Mexico Takes Next Steps To Legalize Marijuana
A week after Mexico's Supreme Court ruled an absolute ban on recreational marijuana unconstitutional, the country is following up quickly with legislation.
Sen. Olga Sanchez, President-elect Andres Manuel Lopez Obrador's choice for interior minister, plans to send a bill to the Congress that would allow recreational use of marijuana in the country.
Sanchez told Reuters the bill will be presented in Congress this week.
Mexico Would Join 2 Other Fully Legal Countries
With a population of 120 million people, a legal Mexican marijuana market would be significant. Last year, it was estimated that the country's medical marijuana market alone could be worth $5 billion. Mexico legalized medical marijuana last year, with the bill receiving overwhelming support in Congress and Senate.
The proposed recreational bill would allow companies to grow and sell marijuana and individuals to grow plants for private use — but no more than 480 grams, or roughly 1 pound, could be registered and produced annually.
With the legalization of adult-use weed, Mexico would join two other countries where the drug is fully legal — Uruguay and Canada — and 10 U.S. states.

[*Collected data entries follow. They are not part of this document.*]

use crease_ledger::{Innings, ProjectionBuilder, ScoreSummary};
use chrono::NaiveDate;
use crease_types::{MatchId, TeamId};
use serde::Serialize;

use crate::scorebook::{Match, MatchStatus};

#[derive(Clone, Copy, Debug, PartialEq, Eq, Serialize)]
pub enum Margin {
    Runs(u32),
    Wickets(u32),
}

#[derive(Clone, Debug, PartialEq, Eq, Serialize)]
pub enum MatchResult {
    Won { team: TeamId, margin: Margin },
    Tied,
    NoResult,
}

/// Both innings at a glance, plus the chase.
#[derive(Clone, Debug, PartialEq, Serialize)]
pub struct MatchSummary {
    pub id: MatchId,
    pub title: String,
    pub venue: Option<String>,
    pub date: Option<NaiveDate>,
    pub format: Option<String>,
    pub teams: [TeamId; 2],
    pub status: MatchStatus,
    pub innings: Vec<ScoreSummary>,
    /// First-innings runs plus one, once the chase has started.
    pub target: Option<u32>,
    pub runs_needed: Option<u32>,
    pub balls_remaining: Option<u32>,
    pub result: Option<MatchResult>,
}

impl MatchSummary {
    pub fn of(game: &Match) -> Self {
        let innings = game.innings.iter().map(ProjectionBuilder::summary).collect();
        let (target, runs_needed, balls_remaining) = match game.innings.as_slice() {
            [first, second] => {
                let target = first.runs() + 1;
                (
                    Some(target),
                    Some(target.saturating_sub(second.runs())),
                    Some(second.legal_balls_remaining()),
                )
            }
            _ => (None, None, None),
        };
        Self {
            id: game.id,
            title: game.title.clone(),
            venue: game.venue.clone(),
            date: game.date,
            format: game.format.clone(),
            teams: game.teams.clone(),
            status: game.status,
            innings,
            target,
            runs_needed,
            balls_remaining,
            result: result_of(game),
        }
    }
}

/// The result of a completed match; `None` while it is in progress.
pub fn result_of(game: &Match) -> Option<MatchResult> {
    if game.status != MatchStatus::Complete {
        return None;
    }
    let [first, second] = game.innings.as_slice() else {
        return Some(MatchResult::NoResult);
    };
    Some(decide(first, second))
}

fn decide(first: &Innings, second: &Innings) -> MatchResult {
    if second.runs() > first.runs() {
        return MatchResult::Won {
            team: second.batting_side().clone(),
            margin: Margin::Wickets(
                second
                    .config()
                    .max_wickets
                    .saturating_sub(second.wickets()),
            ),
        };
    }
    // A chase abandoned before its innings ended decides nothing.
    if !second.is_complete() {
        return MatchResult::NoResult;
    }
    if second.runs() == first.runs() {
        return MatchResult::Tied;
    }
    MatchResult::Won {
        team: first.batting_side().clone(),
        margin: Margin::Runs(first.runs() - second.runs()),
    }
}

A Major Development In The War on Drugs?
In the bill posted on the Congress' website, Sanchez said that since Mexico launched a war on cartels 12 years ago, over 230,000 people have been killed — and the country's position against marijuana has contributed to the violence.
Since the legislation is only a proposal now, it's hard to estimate the economic impact of full legalization in Mexico.
North of the border, California legalized recreational weed at the beginning of 2018 and saw $135 million in tax revenue in the first half of the year.